Overclocking

Finally, no review of a high-end video card would be complete without a look at overclocking performance.

As was the case with the R9 Fury X two weeks ago, overclockers looking at out of the box overclocking performance are going to come away disappointed with the R9 Fury cards. While cooling and power delivery are overbuilt on both the Asus and Sapphire cards, the R9 Fury is still very restricted when it comes to overclocking. There is no voltage control at this time (even unofficial) and the card’s voltage profile has been finely tuned to avoid needing to supply the card with more voltage than is necessary. As a result the card has relatively little overclocking potential without voltage adjustments.

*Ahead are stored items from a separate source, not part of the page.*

//! Run-wide duration history and interpolated percentiles.

use serde::{Deserialize, Serialize};

/// Append-only list of test durations for the current run.
#[derive(Debug, Clone, Default)]
pub struct DurationHistory {
    samples: Vec<f64>,
}

/// p50/p95/p99 at one point in the run.
#[derive(Debug, Clone, Copy, Default, PartialEq, Serialize, Deserialize)]
pub struct PercentileSnapshot {
    pub p50: f64,
    pub p95: f64,
    pub p99: f64,
}

impl DurationHistory {
    pub fn new() -> Self {
        Self::default()
    }

    pub fn push(&mut self, duration_ms: f64) {
        if duration_ms.is_finite() {
            self.samples.push(duration_ms);
        }
    }

    pub fn len(&self) -> usize {
        self.samples.len()
    }

    pub fn is_empty(&self) -> bool {
        self.samples.is_empty()
    }

    pub fn percentile(&self, p: f64) -> f64 {
        let mut sorted = self.samples.clone();
        sorted.sort_by(f64::total_cmp);
        percentile(&sorted, p)
    }

    pub fn snapshot(&self) -> PercentileSnapshot {
        let mut sorted = self.samples.clone();
        sorted.sort_by(f64::total_cmp);
        PercentileSnapshot {
            p50: percentile(&sorted, 50.0),
            p95: percentile(&sorted, 95.0),
            p99: percentile(&sorted, 99.0),
        }
    }
}

impl FromIterator<f64> for DurationHistory {
    fn from_iter<I: IntoIterator<Item = f64>>(iter: I) -> Self {
        let mut history = Self::new();
        for value in iter {
            history.push(value);
        }
        history
    }
}

/// Linear-interpolated percentile over an ascending slice.
///
/// `index = p/100 * (n-1)`; an integral index returns that element, otherwise
/// the neighbours are blended by the fractional part. Empty input yields `0`.
pub fn percentile(sorted: &[f64], p: f64) -> f64 {
    match sorted.len() {
        0 => return 0.0,
        1 => return sorted[0],
        _ => {}
    }

    let p = p.clamp(0.0, 100.0);
    let index = p / 100.0 * (sorted.len() - 1) as f64;
    let lower = index.floor() as usize;
    let upper = index.ceil() as usize;
    if lower == upper {
        return sorted[lower];
    }

    let weight = index - lower as f64;
    sorted[lower] + (sorted[upper] - sorted[lower]) * weight
}
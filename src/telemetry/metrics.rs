//! Process metrics through the `metrics` facade.
//!
//! No exporter is installed here. Without a recorder every call is a no-op,
//! so the engine never depends on one being present.

use metrics::{counter, describe_counter, describe_histogram, histogram, Unit};

use crate::record::TestStatus;

pub const TESTS_EMITTED: &str = "trim_telemetry_tests_emitted_total";
pub const SINK_FALLBACK: &str = "trim_telemetry_sink_fallback_total";
pub const COLLECTOR_FAILURES: &str = "trim_telemetry_collector_failures_total";
pub const TEST_DURATION: &str = "trim_telemetry_test_duration_ms";
pub const BLOCKED_OUTSIDE_TESTS: &str = "trim_telemetry_blocked_outside_tests_total";

/// Register metric descriptions with whatever recorder is installed.
pub fn init_metrics() {
    describe_counter!(TESTS_EMITTED, Unit::Count, "Test records written, by status");
    describe_counter!(
        SINK_FALLBACK,
        Unit::Count,
        "Lines that could not be written to the telemetry file"
    );
    describe_counter!(
        COLLECTOR_FAILURES,
        Unit::Count,
        "Collector errors collapsed to empty statistics"
    );
    describe_counter!(
        BLOCKED_OUTSIDE_TESTS,
        Unit::Count,
        "Outbound calls refused while no test was running"
    );
    describe_histogram!(TEST_DURATION, Unit::Milliseconds, "Test wall-clock duration");
}

pub fn record_test_emitted(status: TestStatus, duration_ms: u64) {
    counter!(TESTS_EMITTED, "status" => status.as_str()).increment(1);
    histogram!(TEST_DURATION).record(duration_ms as f64);
}

pub fn record_sink_fallback() {
    counter!(SINK_FALLBACK).increment(1);
}

/// `collector` is "database" or "network".
pub fn record_collector_failure(collector: &'static str) {
    counter!(COLLECTOR_FAILURES, "collector" => collector).increment(1);
}

pub fn record_blocked_outside_tests(count: u64) {
    counter!(BLOCKED_OUTSIDE_TESTS).increment(count);
}
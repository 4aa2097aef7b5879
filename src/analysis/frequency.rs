use std::collections::HashMap;

use crate::domain::{Combo, DrawRow};

/// Position × digit counts for the heatmap: `counts[position][digit]`.
#[derive(Debug, Clone, PartialEq, Eq)]
pub struct DigitFrequencyTable {
    pub counts: [[u32; 10]; 4],
    pub total_draws: usize,
}

impl DigitFrequencyTable {
    /// Count for a 1-based position and a digit value.
    pub fn count(&self, position: usize, digit: u8) -> u32 {
        self.counts[position - 1][usize::from(digit)]
    }
}

/// O(rows) sweep over every draw's four positions.
pub fn digit_frequency_table(rows: &[DrawRow]) -> DigitFrequencyTable {
    let mut counts = [[0u32; 10]; 4];
    for row in rows {
        for (position, digit) in row.combo.digits().into_iter().enumerate() {
            counts[position][usize::from(digit)] += 1;
        }
    }
    DigitFrequencyTable {
        counts,
        total_draws: rows.len(),
    }
}

/// Histogram of d1+d2+d3+d4 over the full domain 0..=36.
pub fn digit_sum_distribution(rows: &[DrawRow]) -> [u32; 37] {
    let mut histogram = [0u32; 37];
    for row in rows {
        histogram[usize::from(row.combo.digit_sum())] += 1;
    }
    histogram
}

#[derive(Debug, Clone, Copy, PartialEq, Eq)]
pub struct ComboCount {
    pub combo: Combo,
    pub count: u32,
}

/// Frequency of each distinct observed combo, most frequent first.
/// Ties are broken by ascending combo value so rankings are deterministic.
pub fn combo_frequency(rows: &[DrawRow]) -> Vec<ComboCount> {
    let mut counts: HashMap<Combo, u32> = HashMap::new();
    for row in rows {
        *counts.entry(row.combo).or_insert(0) += 1;
    }

    let mut ranking: Vec<ComboCount> = counts
        .into_iter()
        .map(|(combo, count)| ComboCount { combo, count })
        .collect();
    ranking.sort_by(|a, b| b.count.cmp(&a.count).then(a.combo.cmp(&b.combo)));
    ranking
}

pub fn top_n(rows: &[DrawRow], n: usize) -> Vec<ComboCount> {
    let mut ranking = combo_frequency(rows);
    ranking.truncate(n);
    ranking
}

/// Least frequent among combos that have actually been drawn; never-drawn
/// combos are not listed (9,000+ of them would drown the table).
pub fn bottom_n(rows: &[DrawRow], n: usize) -> Vec<ComboCount> {
    let mut ranking = combo_frequency(rows);
    ranking.sort_by(|a, b| a.count.cmp(&b.count).then(a.combo.cmp(&b.combo)));
    ranking.truncate(n);
    ranking
}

Radeon R9 Fury Series Overclocking
  Ref. R9 Fury X ASUS R9 Fury Sapphire R9 Fury OC
Boost Clock 1125MHz 1075MHz 1100MHz
Memory Clock 1Gbps (500MHz DDR) 1.1Gbps (550MHz DDR) 1.1Gbps (550MHz DDR)
Power Limit 100% 115% 100%
Max Voltage 1.212v 1.169v 1.212v

Neither R9 Fury card is able to overclock as well as our R9 Fury X, indicating that these are likely lower quality (or lower headroom) chips. Ultimately we’re able to get another 75MHz out of the ASUS, for 1075MHz, and another 60MHz out of the Sapphire, for 1100MHz.

Meanwhile with unofficial memory overclocking support now attainable via MSI Afterburner, we’ve also tried our hand at memory overclocking. There’s not a ton of headroom here before artifacting sets in, but we were able to get another 10% (50MHz) out of both R9 Fury cards.

Using our highest clocking card as a reference point, the Sapphire card, the actual performance gains are in the 7-10% range, with an average right up the middle at 8% over a reference clocked R9 Fury. This is actually a bit better than the R9 Fury X and its 5% performance gains, however it’s still not going to provide a huge difference in performance. We’d need to be able to overclock to better than 1100MHz to see any major overclocking gains on the R9 Fury cards.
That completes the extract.